I do have some related plans; my biggest problem with UD validation is not slowness, but that it is not declarative. Adding new rules is likely hard to newcomers, and I'd wager the validation script could be made easier to maintain. But I'm curious: is slowness such a great problem for you? My plans might help with that too, and if you have a concrete problem that might motivate me to actually work on it :P (and perhaps you are even willing to collaborate on it!)

funarog · 2021-10-21T13:54:51Z

Bruno Cuconato Thank you for responding. I am interested in collaboration. My primary interest is in creating a mapping between syntactic structure and the underlying semantic structure; linguistic mappings in general.
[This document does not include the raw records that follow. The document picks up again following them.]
//! Electrolyte compositions and the `solvents|weights|salts|molalities`
//! identifier format used in run names, logs and user input.

pub mod accc;
pub mod codec;
pub mod derive;

pub use accc::{AcccComposition, SolventClass, accc_salt_class};
pub use codec::{
    DEFAULT_SALT_DECIMALS, DEFAULT_SOLVENT_PRECISION, DecodedComposition, decode, encode,
    infer_solvent_precision, normalize_salts, normalize_solvents,
};
pub use derive::{
    derive_by_mass, derive_by_mass_fraction_and_molality, derive_by_solution_volume,
};

use crate::domain::AemError;
use crate::serialization::format_cue_float;
use serde::{Deserialize, Serialize};
use std::collections::{BTreeMap, BTreeSet};
use std::fmt::{Display, Formatter};

/// Raw caller-supplied quantities keyed by component name.
pub type Amounts = BTreeMap<String, f64>;

pub type CompositionResult<T> = Result<T, CompositionError>;

#[derive(Debug, Clone, PartialEq, thiserror::Error)]
pub enum CompositionError {
    #[error("invalid composition: {0}")]
    InvalidComposition(String),
    #[error("unknown solvent '{0}'")]
    UnknownSolvent(String),
    #[error("unknown salt '{0}'")]
    UnknownSalt(String),
}

impl From<CompositionError> for AemError {
    fn from(error: CompositionError) -> Self {
        let placeholder = match &error {
            CompositionError::InvalidComposition(_) => "INPUT.INVALID_COMPOSITION",
            CompositionError::UnknownSolvent(_) => "INPUT.UNKNOWN_SOLVENT",
            CompositionError::UnknownSalt(_) => "INPUT.UNKNOWN_SALT",
        };
        AemError::input_validation(placeholder, error.to_string())
    }
}

pub(crate) fn invalid(message: impl Into<String>) -> CompositionError {
    CompositionError::InvalidComposition(message.into())
}

/// A numeric literal as the caller wrote it.
///
/// The solver reads proportions and scalars as text, so `25` and `25.0` are
/// kept apart all the way to the cue stream.
#[derive(Debug, Clone, Copy, PartialEq, Serialize, Deserialize)]
#[serde(untagged)]
pub enum Amount {
    Integer(i64),
    Decimal(f64),
}

impl Amount {
    pub fn as_f64(self) -> f64 {
        match self {
            Self::Integer(value) => value as f64,
            Self::Decimal(value) => value,
        }
    }

    pub fn is_zero(self) -> bool {
        self.as_f64() == 0.0
    }
}

impl From<i64> for Amount {
    fn from(value: i64) -> Self {
        Self::Integer(value)
    }
}

impl From<f64> for Amount {
    fn from(value: f64) -> Self {
        Self::Decimal(value)
    }
}

impl Display for Amount {
    fn fmt(&self, f: &mut Formatter<'_>) -> std::fmt::Result {
        match self {
            Self::Integer(value) => write!(f, "{value}"),
            Self::Decimal(value) => f.write_str(&format_cue_float(*value)),
        }
    }
}

/// Normalized solvent weights, sorted by name, every weight at least 1.
#[derive(Debug, Clone, Default, PartialEq, Eq, Serialize)]
#[serde(transparent)]
pub struct SolventComposition(BTreeMap<String, u32>);

impl SolventComposition {
    pub(crate) fn from_map(weights: BTreeMap<String, u32>) -> Self {
        Self(weights)
    }

    pub fn get(&self, name: &str) -> Option<u32> {
        self.0.get(name).copied()
    }

    pub fn iter(&self) -> impl Iterator<Item = (&str, u32)> {
        self.0.iter().map(|(name, weight)| (name.as_str(), *weight))
    }

    pub fn names(&self) -> impl Iterator<Item = &str> {
        self.0.keys().map(String::as_str)
    }

    pub fn len(&self) -> usize {
        self.0.len()
    }

    pub fn is_empty(&self) -> bool {
        self.0.is_empty()
    }
}

/// Rounded salt molalities, sorted by name, zero entries removed.
#[derive(Debug, Clone, Default, PartialEq, Serialize)]
#[serde(transparent)]
pub struct SaltComposition(BTreeMap<String, f64>);

impl SaltComposition {
    pub(crate) fn from_map(molalities: BTreeMap<String, f64>) -> Self {
        Self(molalities)
    }

    pub fn get(&self, name: &str) -> Option<f64> {
        self.0.get(name).copied()
    }

    pub fn iter(&self) -> impl Iterator<Item = (&str, f64)> {
        self.0.iter().map(|(name, molality)| (name.as_str(), *molality))
    }

    pub fn names(&self) -> impl Iterator<Item = &str> {
        self.0.keys().map(String::as_str)
    }

    pub fn len(&self) -> usize {
        self.0.len()
    }

    pub fn is_empty(&self) -> bool {
        self.0.is_empty()
    }
}

#[derive(Debug, Clone, PartialEq, Eq, Hash, Serialize)]
#[serde(transparent)]
pub struct CompositionId(String);

impl CompositionId {
    pub(crate) fn from_rendered(identifier: String) -> Self {
        Self(identifier)
    }

    pub fn as_str(&self) -> &str {
        &self.0
    }

    /// The identifier with both delimiters stripped, safe for file names.
    pub fn compact_name(&self) -> String {
        self.0.replace(['_', '|'], "")
    }
}

impl Display for CompositionId {
    fn fmt(&self, f: &mut Formatter<'_>) -> std::fmt::Result {
        f.write_str(&self.0)
    }
}

/// One pre-mixed solution contributing to a blended composition.
#[derive(Debug, Clone, PartialEq, Serialize, Deserialize)]
pub struct SolutionDose {
    pub identifier: String,
    pub volume: f64,
    pub density: f64,
}

/// How a composition's identifier was produced.
#[derive(Debug, Clone, PartialEq, Serialize)]
#[serde(tag = "basis", rename_all = "snake_case")]
pub enum Provenance {
    Identifier,
    ByMass {
        solvents: Amounts,
        salts: Amounts,
    },
    ByMassFractionAndMolality {
        solvents: Amounts,
        salts: Amounts,
    },
    BySolutionVolume {
        doses: Vec<SolutionDose>,
    },
}

#[derive(Debug, Clone, PartialEq, Serialize)]
pub struct Composition {
    identifier: CompositionId,
    solvents: SolventComposition,
    salts: SaltComposition,
    solvent_precision: u32,
    salt_decimals: u32,
    provenance: Provenance,
}

impl Composition {
    pub(crate) fn assemble(
        solvents: SolventComposition,
        salts: SaltComposition,
        solvent_precision: u32,
        salt_decimals: u32,
        provenance: Provenance,
    ) -> Self {
        let identifier = codec::render_identifier(&solvents, &salts);
        Self {
            identifier,
            solvents,
            salts,
            solvent_precision,
            salt_decimals,
            provenance,
        }
    }

    /// Decodes an existing identifier. The given text is kept as the
    /// identifier even when re-normalization would render it differently.
    pub fn from_identifier(identifier: &str) -> CompositionResult<Self> {
        let decoded = decode(identifier)?;
        Ok(Self {
            identifier: CompositionId(identifier.to_string()),
            solvents: decoded.solvents,
            salts: decoded.salts,
            solvent_precision: decoded.solvent_precision,
            salt_decimals: decoded.salt_decimals,
            provenance: Provenance::Identifier,
        })
    }

    pub fn identifier(&self) -> &CompositionId {
        &self.identifier
    }

    pub fn solvents(&self) -> &SolventComposition {
        &self.solvents
    }

    pub fn salts(&self) -> &SaltComposition {
        &self.salts
    }

    pub fn solvent_precision(&self) -> u32 {
        self.solvent_precision
    }

    pub fn salt_decimals(&self) -> u32 {
        self.salt_decimals
    }

    pub fn provenance(&self) -> &Provenance {
        &self.provenance
    }
}

#[derive(Debug, Clone, PartialEq, Serialize, Deserialize)]
pub struct Component {
    pub name: String,
    pub amount: Amount,
}

impl Component {
    pub fn new(name: impl Into<String>, amount: impl Into<Amount>) -> Self {
        Self {
            name: name.into(),
            amount: amount.into(),
        }
    }
}

/// Solvents and salts in the order and with the literals the cue stream uses.
#[derive(Debug, Clone, Default, PartialEq, Serialize)]
pub struct Electrolyte {
    solvents: Vec<Component>,
    salts: Vec<Component>,
}

impl Electrolyte {
    /// Keeps caller order and literal values; zero entries are dropped.
    pub fn translate(
        solvents: Vec<Component>,
        salts: Vec<Component>,
    ) -> CompositionResult<Self> {
        Ok(Self {
            solvents: checked_components("solvent", solvents)?,
            salts: checked_components("salt", salts)?,
        })
    }

    pub fn solvents(&self) -> &[Component] {
        &self.solvents
    }

    pub fn salts(&self) -> &[Component] {
        &self.salts
    }
}

impl From<&Composition> for Electrolyte {
    fn from(composition: &Composition) -> Self {
        Self {
            solvents: composition
                .solvents()
                .iter()
                .map(|(name, weight)| Component::new(name, i64::from(weight)))
                .collect(),
            salts: composition
                .salts()
                .iter()
                .map(|(name, molality)| Component::new(name, molality))
                .collect(),
        }
    }
}

fn checked_components(kind: &str, components: Vec<Component>) -> CompositionResult<Vec<Component>> {
    let mut seen = BTreeSet::new();
    let mut kept = Vec::with_capacity(components.len());
    for component in components {
        let value = component.amount.as_f64();
        if component.name.trim().is_empty() {
            return Err(invalid(format!("{kind} name must not be empty")));
        }
        if !value.is_finite() || value < 0.0 {
            return Err(invalid(format!(
                "{kind} '{}' has amount {}; amounts must be finite and non-negative",
                component.name, component.amount
            )));
        }
        if !seen.insert(component.name.clone()) {
            return Err(invalid(format!("{kind} '{}' is listed twice", component.name)));
        }
        if !component.amount.is_zero() {
            kept.push(component);
        }
    }
    Ok(kept)
}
I agree there is not a formal specification of UD constraints. I am currently reciewing the UD tool validate.py and UD web page ( https://universaldependencies.org/validation-rules.html ) to determine if the rules can be more declarative. That would allow a parser generator to be built. I plan is to contact the UD developers and find out if that can be done.I believe it would be beneficial to the computational linguistic community. I agree with your statement: Adding new rules is likely hard to newcomers, and I'd wager the validation script could be made easier to maintain. It would also make it easier for the computational linguistic community to have easier access to the consul formats. Performance was just a curiousity. If a parser generator could easily be built one could easily use c++ Spirit and determine the benefits of different libraries/ languages. Performance probably matters to the UD contributors, since it appears they validate every language treebank on a regular bases. I am slowly getting familiar with Haskell, though I have been programming for 45 years. Keep in touch and we can determine where are interests intersect. By the way, I find hs-conllu very useful. I had started writing my own parser when I ran across hs-conllu. Which I have been reviewing the code. If I run across some suggested improvementsI will let you know. Thanks again. Greg Funaro

…

On Oct 21, 2021, at 7:41 AM, bc² ***@***.***> wrote: Hi @funarog! There is no such plan, no :/ I'm afraid that having a competing implementation without a formal specification of UD constraints would lead to countless mismatches between them, not the mention the duplication of effort! I do have some related plans; my biggest problem with UD validation is not slowness, but that it is not declarative. Adding new rules is likely hard to newcomers, and I'd wager the validation script could be made easier to maintain. But I'm curious: is slowness such a great problem for you? My plans might help with that too, and if you have a concrete problem that might motivate me to actually work on it :P (and perhaps you are even willing to collaborate on it!) — You are receiving this because you were mentioned. Reply to this email directly, view it on GitHub, or unsubscribe. Triage notifications on the go with GitHub Mobile for iOS or Android.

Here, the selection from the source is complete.